# Finally broke free



## Dmartin (Jun 6, 2021)

Any of you guys ever had the inner rim and hub rusted together, I have pulled the whole assembly out, axle, hub, brake, and rim I’ve soaked it in bolt blaster, vinegar and water mix, heated it with map gas and heat gun still nothing any ideas will be appreciated


----------



## TX MX5200 (May 12, 2020)

Dmartin said:


> Any of you guys ever had the inner rim and hub rusted together, I have pulled the whole assembly out, axle, hub, brake, and rim I’ve soaked it in bolt blaster, vinegar and water mix, heated it with map gas and heat gun still nothing any ideas will be appreciated


Don’t know if it will work, but may try brushing on some Phospho or Loctite rust dissolver. I’ve never used for something like your describing, but use it often and it does work.


----------



## SidecarFlip (Mar 25, 2021)

Gotta soak for a while, IOW no instant results.


----------



## BigT (Sep 15, 2014)

I obtained this procedure from John Smith, Ford N tractor enthusiast, historian, & expert, many years ago.
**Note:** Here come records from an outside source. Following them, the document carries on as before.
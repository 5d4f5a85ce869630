use std::fmt;

use anyhow::{Result, bail};

use crate::trace::{TraceEntry, TraceOp};

// Simulated addresses are 32-bit unsigned, as in valgrind lackey traces.
pub const ADDRESS_BITS: u32 = 32;

#[derive(Debug, Clone, Copy)]
pub struct CacheGeometry {
    pub set_index_bits: u32,    // s
    pub block_offset_bits: u32, // b
    pub associativity: usize,   // E, set to 1 for Direct-Mapped
}

impl CacheGeometry {
    pub fn new(set_index_bits: u32, block_offset_bits: u32, associativity: usize) -> Result<Self> {
        if set_index_bits == 0 || block_offset_bits == 0 || associativity == 0 {
            bail!("set index bits, block offset bits and associativity must all be positive");
        }
        if set_index_bits.saturating_add(block_offset_bits) >= ADDRESS_BITS {
            bail!(
                "geometry leaves no tag bits: s + b must be less than {}",
                ADDRESS_BITS
            );
        }
        Ok(Self {
            set_index_bits,
            block_offset_bits,
            associativity,
        })
    }

    pub fn num_sets(&self) -> usize {
        1 << self.set_index_bits
    }

    pub fn tag_bits(&self) -> u32 {
        ADDRESS_BITS - self.set_index_bits - self.block_offset_bits
    }

    fn tag(&self, address: u32) -> u32 {
        address >> (self.block_offset_bits + self.set_index_bits)
    }

    fn set_index(&self, address: u32) -> usize {
        (address >> self.block_offset_bits) as usize & (self.num_sets() - 1)
    }
}

#[derive(Debug, Clone, Copy, PartialEq, Eq)]
pub enum AccessOutcome {
    Hit,
    MissFill,
    MissEvict,
}

impl fmt::Display for AccessOutcome {
    fn fmt(&self, f: &mut fmt::Formatter<'_>) -> fmt::Result {
        match self {
            AccessOutcome::Hit => write!(f, "hit"),
            AccessOutcome::MissFill => write!(f, "miss"),
            AccessOutcome::MissEvict => write!(f, "miss eviction"),
        }
    }
}

#[derive(Debug, Clone, Default, PartialEq, Eq)]
pub struct CacheStats {
    pub hits: u64,
    pub misses: u64,
    pub evictions: u64,
}

impl CacheStats {
    pub fn record(&mut self, outcome: AccessOutcome) {
        match outcome {
            AccessOutcome::Hit => self.hits += 1,
            AccessOutcome::MissFill => self.misses += 1,
            AccessOutcome::MissEvict => {
                self.misses += 1;
                self.evictions += 1;
            }
        }
    }
}

impl fmt::Display for CacheStats {
    fn fmt(&self, f: &mut fmt::Formatter<'_>) -> fmt::Result {
        write!(
            f,
            "hits:{} misses:{} evictions:{}",
            self.hits, self.misses, self.evictions
        )
    }
}

pub struct Cache {
    geometry: CacheGeometry,
    sets: Vec<CacheSet>,
    clock: u64,
}

impl Cache {
    pub fn new(geometry: CacheGeometry) -> Self {
        let sets = (0..geometry.num_sets())
            .map(|_| CacheSet::new(geometry.associativity))
            .collect();
        Self {
            geometry,
            sets,
            clock: 0,
        }
    }

    pub fn access(&mut self, address: u32) -> AccessOutcome {
        let tag = self.geometry.tag(address);
        let set_index = self.geometry.set_index(address);
        let outcome = self.sets[set_index].access(tag, self.clock);
        self.clock += 1;
        outcome
    }

    pub fn load(&mut self, address: u32) -> AccessOutcome {
        self.access(address)
    }

    // Stores behave exactly like loads: no dirty bits, no write-back accounting.
    pub fn store(&mut self, address: u32) -> AccessOutcome {
        self.access(address)
    }

    // A modify is a load immediately followed by a store to the same address,
    // so the second access always hits the line the first one touched.
    pub fn modify(&mut self, address: u32) -> (AccessOutcome, AccessOutcome) {
        (self.access(address), self.access(address))
    }

    pub fn run_trace(&mut self, entries: &[TraceEntry], verbose: bool) -> CacheStats {
        let mut stats = CacheStats::default();
        for entry in entries {
            match entry.op {
                TraceOp::Load => {
                    let outcome = self.load(entry.address);
                    stats.record(outcome);
                    echo(verbose, entry, &[outcome]);
                }
                TraceOp::Store => {
                    let outcome = self.store(entry.address);
                    stats.record(outcome);
                    echo(verbose, entry, &[outcome]);
                }
                TraceOp::Modify => {
                    let (first, second) = self.modify(entry.address);
                    stats.record(first);
                    stats.record(second);
                    echo(verbose, entry, &[first, second]);
                }
            }
        }
        stats
    }
}

fn echo(verbose: bool, entry: &TraceEntry, outcomes: &[AccessOutcome]) {
    if !verbose {
        return;
    }
    let mut line = format!("{} {:x},{}", entry.op, entry.address, entry.size);
    for outcome in outcomes {
        line.push(' ');
        line.push_str(&outcome.to_string());
    }
    eprintln!("{line}");
}

#[derive(Clone)]
struct CacheLine {
    tag: u32,
    last_used: u64,
    valid: bool,
}

impl CacheLine {
    fn invalid() -> Self {
        Self {
            tag: 0,
            last_used: 0,
            valid: false,
        }
    }
}

struct CacheSet {
    lines: Vec<CacheLine>,
}

impl CacheSet {
    fn new(ways: usize) -> Self {
        Self {
            lines: vec![CacheLine::invalid(); ways],
        }
    }

    fn access(&mut self, tag: u32, tick: u64) -> AccessOutcome {
        if let Some(line) = self
            .lines
            .iter_mut()
            .find(|line| line.valid && line.tag == tag)
        {
            line.last_used = tick;
            return AccessOutcome::Hit;
        }
        // Miss: fill the first empty way if there is one.
        if let Some(line) = self.lines.iter_mut().find(|line| !line.valid) {
            line.valid = true;
            line.tag = tag;
            line.last_used = tick;
            return AccessOutcome::MissFill;
        }
        // Set full: evict the LRU way. min_by_key keeps the first minimum,
        // so timestamp ties break toward the lowest way index.
        let idx = self
            .lines
            .iter()
            .enumerate()
            .min_by_key(|(_, line)| line.last_used)
            .map(|(idx, _)| idx)
            .unwrap_or(0);
        let line = &mut self.lines[idx];
        line.tag = tag;
        line.last_used = tick;
        AccessOutcome::MissEvict
    }
}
You will have to put the wheel back on your tractor. Loosen all the lug nuts on the wheel to provide about a 1/4" gap. Drive the tractor in a tight circle. Check it after each circle. It doesn't take long to break the bond.


----------



## Dmartin (Jun 6, 2021)

Well guys my rim and hub that was rusted together broke free with a little help from ATF and a good old sledgehammer, hit it about five times and she broke free and the best part was nothing got messed up thanks guys!


----------